The best example of this is probably teaching beginning clarinetists to play above the break. In previous years, I wouldn’t bother to teach this because so much music is available which doesn’t require clarinetists to play above middle Bb. But my approach over the past couple years has been, “Let’s just do it. You’ll squeak and it will sound terrible at first. But you’ll get more and more comfortable as you get used to it.” And they are doing well at it.

Another example is expecting brass players to expand their range. The wealth of literature for young bands often doesn’t require brass players to play higher than concert Bb. But learning to play higher than that will make that concert Bb seem easy by comparison.

There have been at least two factors which had previously kept my expectations relatively low.
1.  The method book doesn’t teach that skill yet.
2.  I may teach the skill incorrectly.

Regarding the latter, I remember a conversation with a fellow teacher who was very opinionated about the dangers of teaching incorrect technique. She had been taught something incorrectly by a school music teacher, and then went to a private teacher who made her unlearn some bad habits. She was very outspoken that no teacher should ever make a similar mistake.

I believe her strong statements had a negative effect on me in that it made me reluctant to teach anything I wasn’t 100% confident in. For an elementary music teacher, that’s almost impossible during the first few years. Every teacher is going to have strengths and weaknesses, but with time and good coaching from other specialists, even a saxophonist like me can learn to teach proper cello technique to beginners.

Regarding band method books: They are written with all instruments in unison, and unfortunately don’t teach woodwind players their higher register notes. This is merely because brass players would have difficulty playing those same notes. Why not teach flutists and saxophonists to play up to a written D above the staff.

So here’s some encouragement to any young teachers of beginners: keep improving your knowledge of other instruments, but don’t be afraid to try new things.
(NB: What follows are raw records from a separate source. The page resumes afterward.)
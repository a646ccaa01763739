//! `compose.toml` loading.
//!
//! ```toml
//! [service]
//! base_url = "http://localhost/api/v1"
//! poll_interval_secs = 10
//!
//! [blueprint]
//! template = "blueprint.toml.in"
//!
//! [volume]
//! compression = "xz"
//! ```
//!
//! Only `blueprint.template` is mandatory. Relative paths are resolved
//! against the directory holding the config file.

use std::fs;
use std::io;
use std::path::{Path, PathBuf};
use std::time::Duration;

use serde::Deserialize;

use crate::codec::Compression;
use crate::error::{ComposeError, IoContext, Result};

pub const CONFIG_FILENAME: &str = "compose.toml";

#[derive(Debug, Clone, Deserialize)]
#[serde(deny_unknown_fields)]
pub struct ComposeConfig {
    #[serde(default)]
    pub service: ServiceConfig,
    pub blueprint: BlueprintConfig,
    #[serde(default)]
    pub source: SourceConfig,
    #[serde(default)]
    pub kernel: KernelConfig,
    #[serde(default)]
    pub volume: VolumeConfig,
    #[serde(default)]
    pub boot: BootConfig,
    #[serde(default)]
    pub tools: ToolsConfig,
    #[serde(default)]
    pub test: TestConfig,
}

#[derive(Debug, Clone, Deserialize)]
#[serde(default, deny_unknown_fields)]
pub struct ServiceConfig {
    /// API root; endpoint paths such as `/compose` are appended to it.
    pub base_url: String,
    pub poll_interval_secs: u64,
    pub compose_type: String,
    pub branch: String,
    /// Suffix of the disk image member in the results archive; the member
    /// is `<compose id><suffix>` and the suffix's extension picks the codec.
    pub image_suffix: String,
}

impl Default for ServiceConfig {
    fn default() -> Self {
        Self {
            base_url: "http://localhost/api/v1".to_string(),
            poll_interval_secs: 10,
            compose_type: "raw".to_string(),
            branch: "master".to_string(),
            image_suffix: "-disk.raw.xz".to_string(),
        }
    }
}

impl ServiceConfig {
    pub fn poll_interval(&self) -> Duration {
        Duration::from_secs(self.poll_interval_secs)
    }
}

#[derive(Debug, Clone, Deserialize)]
#[serde(deny_unknown_fields)]
pub struct BlueprintConfig {
    pub template: PathBuf,
}

/// Git repository whose HEAD is stamped into the blueprint.
#[derive(Debug, Clone, Deserialize)]
#[serde(default, deny_unknown_fields)]
pub struct SourceConfig {
    pub url: Option<String>,
    pub branch: String,
}

impl Default for SourceConfig {
    fn default() -> Self {
        Self {
            url: None,
            branch: "main".to_string(),
        }
    }
}

#[derive(Debug, Clone, Deserialize)]
#[serde(default, deny_unknown_fields)]
pub struct KernelConfig {
    /// Require a `System.map-*` next to the kernel in `/boot`.
    pub require_symbol_map: bool,
}

impl Default for KernelConfig {
    fn default() -> Self {
        Self {
            require_symbol_map: true,
        }
    }
}

#[derive(Debug, Clone, Default, Deserialize)]
#[serde(default, deny_unknown_fields)]
pub struct VolumeConfig {
    pub compression: Compression,
}

#[derive(Debug, Clone, Deserialize)]
#[serde(default, deny_unknown_fields)]
pub struct BootConfig {
    /// EFI stub the unified kernel image is built on.
    pub stub: PathBuf,
    /// os-release file embedded as the `.osrel` section.
    pub os_release: PathBuf,
}

impl Default for BootConfig {
    fn default() -> Self {
        Self {
            stub: PathBuf::from("/usr/lib/systemd/boot/efi/linuxx64.efi.stub"),
            os_release: PathBuf::from("/etc/os-release"),
        }
    }
}

/// External tool names or paths.
#[derive(Debug, Clone, Deserialize)]
#[serde(default, deny_unknown_fields)]
pub struct ToolsConfig {
    pub veritysetup: String,
    pub blkid: String,
    pub objcopy: String,
    pub xz: String,
    pub guestfish: String,
    pub git: String,
}

impl Default for ToolsConfig {
    fn default() -> Self {
        Self {
            veritysetup: "veritysetup".to_string(),
            blkid: "blkid".to_string(),
            objcopy: "objcopy".to_string(),
            xz: "xz".to_string(),
            guestfish: "guestfish".to_string(),
            git: "git".to_string(),
        }
    }
}

#[derive(Debug, Clone, Deserialize)]
#[serde(default, deny_unknown_fields)]
pub struct TestConfig {
    /// Run the boot test after assembling the boot executable.
    pub enabled: bool,
    pub timeout_secs: u64,
    pub memory_gb: u32,
}

impl Default for TestConfig {
    fn default() -> Self {
        Self {
            enabled: false,
            timeout_secs: 300,
            memory_gb: 2,
        }
    }
}

/// `<config dir>/uki-compose/compose.toml`, when the platform has one.
pub fn default_config_path() -> Option<PathBuf> {
    dirs::config_dir().map(|dir| dir.join("uki-compose").join(CONFIG_FILENAME))
}

/// Load and validate the config file at `path`.
pub fn load_config(path: &Path) -> Result<ComposeConfig> {
    let text = match fs::read_to_string(path) {
        Ok(text) => text,
        Err(e) if e.kind() == io::ErrorKind::NotFound => {
            return Err(ComposeError::NotFound(format!(
                "config file '{}'",
                path.display()
            )))
        }
        Err(e) => return Err(e).io_context(|| format!("reading config '{}'", path.display())),
    };
    let base_dir = path.parent().unwrap_or_else(|| Path::new("."));
    parse_config(&text, path, base_dir)
}

/// Parse config text; `origin` names it in errors, `base_dir` anchors
/// relative paths.
pub fn parse_config(text: &str, origin: &Path, base_dir: &Path) -> Result<ComposeConfig> {
    let invalid = |message: String| ComposeError::Config {
        path: origin.to_path_buf(),
        message,
    };

    let mut config: ComposeConfig = toml::from_str(text).map_err(|e| invalid(e.to_string()))?;

    if config.service.poll_interval_secs == 0 {
        return Err(invalid("service.poll_interval_secs must be at least 1".into()));
    }
    if config.service.base_url.trim().is_empty() {
        return Err(invalid("service.base_url must not be empty".into()));
    }
    if config.service.image_suffix.trim().is_empty() {
        return Err(invalid("service.image_suffix must not be empty".into()));
    }
    if let Some(url) = &config.source.url {
        if url.trim().is_empty() {
            return Err(invalid("source.url must not be empty when set".into()));
        }
        if config.source.branch.trim().is_empty() {
            return Err(invalid("source.branch must not be empty".into()));
        }
    }

    config.blueprint.template = resolve_path(base_dir, &config.blueprint.template);
    config.boot.stub = resolve_path(base_dir, &config.boot.stub);
    config.boot.os_release = resolve_path(base_dir, &config.boot.os_release);
    Ok(config)
}

fn resolve_path(base_dir: &Path, path: &Path) -> PathBuf {
    if path.is_absolute() {
        path.to_path_buf()
    } else {
        base_dir.join(path)
    }
}

#[cfg(test)]
mod tests {
    use super::*;
    use tempfile::TempDir;

    fn parse(text: &str) -> Result<ComposeConfig> {
        parse_config(text, Path::new("compose.toml"), Path::new("/etc/uki-compose"))
    }

    #[test]
    fn minimal_config_uses_defaults() {
        let config = parse("[blueprint]\ntemplate = \"bp.toml.in\"\n").unwrap();
        assert_eq!(
            config.blueprint.template,
            PathBuf::from("/etc/uki-compose/bp.toml.in")
        );
        assert_eq!(config.service.poll_interval(), Duration::from_secs(10));
        assert_eq!(config.service.image_suffix, "-disk.raw.xz");
        assert_eq!(config.volume.compression, Compression::Xz);
        assert!(config.kernel.require_symbol_map);
        assert!(!config.test.enabled);
        assert_eq!(config.tools.veritysetup, "veritysetup");
        assert!(config.source.url.is_none());
    }

    #[test]
    fn sections_override_defaults() {
        let config = parse(
            r#"
[service]
base_url = "http://composer:8080/api/v1"
poll_interval_secs = 2

[blueprint]
template = "/srv/bp.toml.in"

[volume]
compression = "zstd"

[kernel]
require_symbol_map = false

[boot]
stub = "stubs/linuxx64.efi.stub"

[tools]
veritysetup = "/usr/sbin/veritysetup"
"#,
        )
        .unwrap();
        assert_eq!(config.service.base_url, "http://composer:8080/api/v1");
        assert_eq!(config.service.poll_interval_secs, 2);
        assert_eq!(config.service.compose_type, "raw");
        assert_eq!(config.blueprint.template, PathBuf::from("/srv/bp.toml.in"));
        assert_eq!(config.volume.compression, Compression::Zstd);
        assert!(!config.kernel.require_symbol_map);
        assert_eq!(
            config.boot.stub,
            PathBuf::from("/etc/uki-compose/stubs/linuxx64.efi.stub")
        );
        assert_eq!(config.tools.veritysetup, "/usr/sbin/veritysetup");
        assert_eq!(config.tools.objcopy, "objcopy");
    }

    #[test]
    fn unknown_keys_are_rejected() {
        let err = parse("[blueprint]\ntemplate = \"a\"\n[volume]\ncompresion = \"xz\"\n").unwrap_err();
        assert!(matches!(err, ComposeError::Config { .. }));
    }

    #[test]
    fn unknown_compression_is_rejected() {
        let err = parse("[blueprint]\ntemplate = \"a\"\n[volume]\ncompression = \"lz4\"\n").unwrap_err();
        assert!(matches!(err, ComposeError::Config { .. }));
    }

    #[test]
    fn missing_template_is_rejected() {
        assert!(matches!(parse("").unwrap_err(), ComposeError::Config { .. }));
    }

    #[test]
    fn zero_poll_interval_is_rejected() {
        let err = parse("[service]\npoll_interval_secs = 0\n[blueprint]\ntemplate = \"a\"\n").unwrap_err();
        assert!(err.to_string().contains("poll_interval_secs"));
    }

    #[test]
    fn missing_file_is_not_found() {
        let tmp = TempDir::new().unwrap();
        let err = load_config(&tmp.path().join(CONFIG_FILENAME)).unwrap_err();
        assert!(matches!(err, ComposeError::NotFound(_)));
    }

    #[test]
    fn load_resolves_relative_to_file() {
        let tmp = TempDir::new().unwrap();
        let path = tmp.path().join(CONFIG_FILENAME);
        fs::write(&path, "[blueprint]\ntemplate = \"bp.toml.in\"\n").unwrap();
        let config = load_config(&path).unwrap();
        assert_eq!(config.blueprint.template, tmp.path().join("bp.toml.in"));
    }
}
Your students may be capable of more than you think. Expect more from them and have confidence that they may exceed your expectations.


2 thoughts on “Raising Expectations

  1. That is so great that you are seeing results in your teaching, and in raising your standards. It must feel really good!

    From the clarinet players POV, I think you are SO doing the right thing in your attitude about high notes. I have a “pop-up chart”, from an older Alfred publication (was a teacher supplement to the Yamaha series) that is awesome for no-fear introduction of high notes. IIRC, there are 8 “boxes” (again, with the numbering!), each showing two fingerings and a staff with the notes that they play. Box 1 is F/C; box 2 is D/G… and so on, up to high(er) F/C. I usually pass it out 5 pages or so before the page where the book introduces high notes and I tell them to have their mom or dad press the register key for them.

    (sorry, I know you weren’t asking for advice, I just figure that some young educator might see your post and my reply might help them)

    Nice getting to “know” you through our blogs. Thanks for reading mine.